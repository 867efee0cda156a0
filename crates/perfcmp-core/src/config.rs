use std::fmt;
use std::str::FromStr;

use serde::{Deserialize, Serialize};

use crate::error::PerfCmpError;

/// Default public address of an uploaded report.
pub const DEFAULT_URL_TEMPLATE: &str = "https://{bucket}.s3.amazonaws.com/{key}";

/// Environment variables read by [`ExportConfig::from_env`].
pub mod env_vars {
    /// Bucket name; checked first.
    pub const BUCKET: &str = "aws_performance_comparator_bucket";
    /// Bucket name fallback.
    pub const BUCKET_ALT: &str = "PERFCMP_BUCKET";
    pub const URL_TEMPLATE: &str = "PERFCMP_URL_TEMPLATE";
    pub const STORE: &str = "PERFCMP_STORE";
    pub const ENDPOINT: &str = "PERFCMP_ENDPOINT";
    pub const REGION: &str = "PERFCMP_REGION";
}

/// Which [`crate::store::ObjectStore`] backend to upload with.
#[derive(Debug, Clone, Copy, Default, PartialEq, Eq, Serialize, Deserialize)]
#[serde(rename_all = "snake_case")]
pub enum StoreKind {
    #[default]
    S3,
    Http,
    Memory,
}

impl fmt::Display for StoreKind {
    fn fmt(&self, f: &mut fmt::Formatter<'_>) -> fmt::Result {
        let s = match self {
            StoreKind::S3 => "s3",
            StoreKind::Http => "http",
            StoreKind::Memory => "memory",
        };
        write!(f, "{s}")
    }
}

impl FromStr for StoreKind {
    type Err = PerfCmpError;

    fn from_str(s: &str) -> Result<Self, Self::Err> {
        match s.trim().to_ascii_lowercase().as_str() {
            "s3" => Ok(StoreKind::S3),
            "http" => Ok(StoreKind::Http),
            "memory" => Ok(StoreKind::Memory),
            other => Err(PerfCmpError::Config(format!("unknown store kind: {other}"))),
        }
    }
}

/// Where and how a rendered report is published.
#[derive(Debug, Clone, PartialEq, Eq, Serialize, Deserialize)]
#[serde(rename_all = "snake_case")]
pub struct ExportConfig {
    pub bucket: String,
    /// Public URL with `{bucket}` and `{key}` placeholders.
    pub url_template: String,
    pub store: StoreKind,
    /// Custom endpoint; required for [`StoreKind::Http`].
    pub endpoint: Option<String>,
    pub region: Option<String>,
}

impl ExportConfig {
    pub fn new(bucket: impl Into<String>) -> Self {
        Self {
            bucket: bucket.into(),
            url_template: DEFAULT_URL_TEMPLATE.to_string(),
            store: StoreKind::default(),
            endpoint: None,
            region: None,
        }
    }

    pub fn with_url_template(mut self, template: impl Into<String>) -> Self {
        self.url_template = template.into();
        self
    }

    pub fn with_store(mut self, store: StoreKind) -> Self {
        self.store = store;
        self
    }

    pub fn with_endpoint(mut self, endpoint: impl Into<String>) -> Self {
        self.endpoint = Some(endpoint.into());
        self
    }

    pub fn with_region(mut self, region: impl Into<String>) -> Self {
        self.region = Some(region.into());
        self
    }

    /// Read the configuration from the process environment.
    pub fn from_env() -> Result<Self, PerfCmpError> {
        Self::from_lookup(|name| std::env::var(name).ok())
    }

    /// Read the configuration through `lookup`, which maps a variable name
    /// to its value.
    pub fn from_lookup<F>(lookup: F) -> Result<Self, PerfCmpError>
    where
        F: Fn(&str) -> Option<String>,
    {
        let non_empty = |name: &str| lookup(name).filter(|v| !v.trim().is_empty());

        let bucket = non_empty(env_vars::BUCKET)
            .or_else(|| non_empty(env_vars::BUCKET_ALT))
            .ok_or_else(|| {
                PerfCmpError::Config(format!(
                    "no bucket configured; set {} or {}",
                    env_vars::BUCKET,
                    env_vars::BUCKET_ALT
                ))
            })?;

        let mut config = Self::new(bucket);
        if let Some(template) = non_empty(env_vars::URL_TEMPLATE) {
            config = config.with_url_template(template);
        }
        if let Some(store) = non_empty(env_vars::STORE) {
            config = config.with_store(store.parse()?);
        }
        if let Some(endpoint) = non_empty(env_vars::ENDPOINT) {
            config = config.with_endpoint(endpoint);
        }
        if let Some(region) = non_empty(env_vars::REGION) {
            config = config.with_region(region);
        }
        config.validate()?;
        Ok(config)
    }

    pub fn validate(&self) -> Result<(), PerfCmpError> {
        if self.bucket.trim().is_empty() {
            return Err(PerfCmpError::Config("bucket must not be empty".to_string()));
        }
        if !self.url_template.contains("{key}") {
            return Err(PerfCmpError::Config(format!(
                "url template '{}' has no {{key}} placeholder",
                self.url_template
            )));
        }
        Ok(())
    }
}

** WHAT IS NEEDED **
Among the lines above, find those carrying the word "const" and copy them out.

** WRITTEN SOLUTION **
pub const DEFAULT_URL_TEMPLATE: &str = "https://{bucket}.s3.amazonaws.com/{key}";
    pub const BUCKET: &str = "aws_performance_comparator_bucket";
    pub const BUCKET_ALT: &str = "PERFCMP_BUCKET";
    pub const URL_TEMPLATE: &str = "PERFCMP_URL_TEMPLATE";
    pub const STORE: &str = "PERFCMP_STORE";
    pub const ENDPOINT: &str = "PERFCMP_ENDPOINT";
    pub const REGION: &str = "PERFCMP_REGION";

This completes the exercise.